To further define this provocative statement, Persinger conducted a series of experiments that caused “cerebral fritzing” in the hemispheres of the brain to generate images. Persinger found that when the right hemisphere of the brain was stimulated in the cerebral region, an area of the brain presumed to control notions of self, a sense of a presence occurred. The frizting then called upon the left hemisphere, the seat of language, to make sense of the presence. What was that presence that the right hemisphere generated?  Was it God?  In some instances, the left side of the brain told the subject that it was. In other instances, the subject believed they were seeing aliens, some claimed to have seen deceased loved ones, and others stated that they saw a presence, but they couldn’t tell what it was. It all depended upon the person.

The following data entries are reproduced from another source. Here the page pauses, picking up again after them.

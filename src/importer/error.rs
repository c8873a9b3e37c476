// ==========================================
// 铁路大亨 - 导入模块错误类型
// ==========================================
// 工具: thiserror 派生宏
// ==========================================

use crate::domain::error::NetworkError;
use thiserror::Error;

/// 导入模块错误类型
#[derive(Error, Debug)]
pub enum ImportError {
    // ===== 文件相关错误 =====
    #[error("文件不存在: {0}")]
    FileNotFound(String),

    #[error("文件读取失败: {0}")]
    FileReadError(String),

    #[error("CSV 解析失败: {0}")]
    CsvParseError(String),

    // ===== 数据映射错误 =====
    #[error("车站文件为空")]
    EmptyStationsFile,

    #[error("线路记录格式错误 (行 {row}): {message}")]
    MalformedLine { row: usize, message: String },

    #[error("未知线路等级编码 (行 {row}): {code}")]
    UnknownCategory { row: usize, code: i32 },

    #[error("车站不存在 (行 {row}): {name}")]
    StationNotFound { row: usize, name: String },

    #[error("车站名重复: {0}")]
    DuplicateStation(String),

    // ===== 通用错误 =====
    #[error(transparent)]
    Other(#[from] anyhow::Error),
}

impl ImportError {
    /// 附带行号, 将领域错误映射为导入错误
    pub fn from_network(err: NetworkError, row: usize) -> Self {
        match err {
            NetworkError::UnknownCategory(code) => ImportError::UnknownCategory { row, code },
            other => ImportError::MalformedLine {
                row,
                message: other.to_string(),
            },
        }
    }
}

// 实现 From<std::io::Error>
impl From<std::io::Error> for ImportError {
    fn from(err: std::io::Error) -> Self {
        ImportError::FileReadError(err.to_string())
    }
}

// 实现 From<csv::Error>
impl From<csv::Error> for ImportError {
    fn from(err: csv::Error) -> Self {
        ImportError::CsvParseError(err.to_string())
    }
}

/// Result 类型别名
pub type ImportResult<T> = Result<T, ImportError>;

The BrainIn a separate story, of the same theme, a young female believed she was being visited by the lord of darkness: Satan. Every night, at about the same time, this young girl would wake with recurring night terrors, and when her parents came running into the room, she claimed to have seen Satan at the foot of her bed. Her family was worried that their daughter may have been possessed. They called in exorcists and various spiritualists, to rid their frantic young daughter of her horror. After these attempts proved unsuccessful, the family called in doctors to see if these images were occurring as a result of her diet, some psychological malady, or some sort of sleep deprivation. Others believed the visions may have been a natural byproduct of narcolepsy, sleep paralysis, migraines, anxiety disorders, or some form of obstructive sleep apnea. In other words, they thought that her young, active mind was always playing tricks on her, even though they all believed that these visions were very real to her. When no medications, or psychological assistance, proved successful, the family decided to permit an experimental, investigatory group to walk through and see if their very specific ideas about the girl’s problem could help her. The investigatory group walked around the room with an electromagnetic sensor that pinged on an alarm clock that was resting by the head of her bed. They found that her alarm clock’s cord had become frayed, and it was emitting Electromagnetic rays near the girl’s head. The group replaced the clock, and the young girl no longer had the visions.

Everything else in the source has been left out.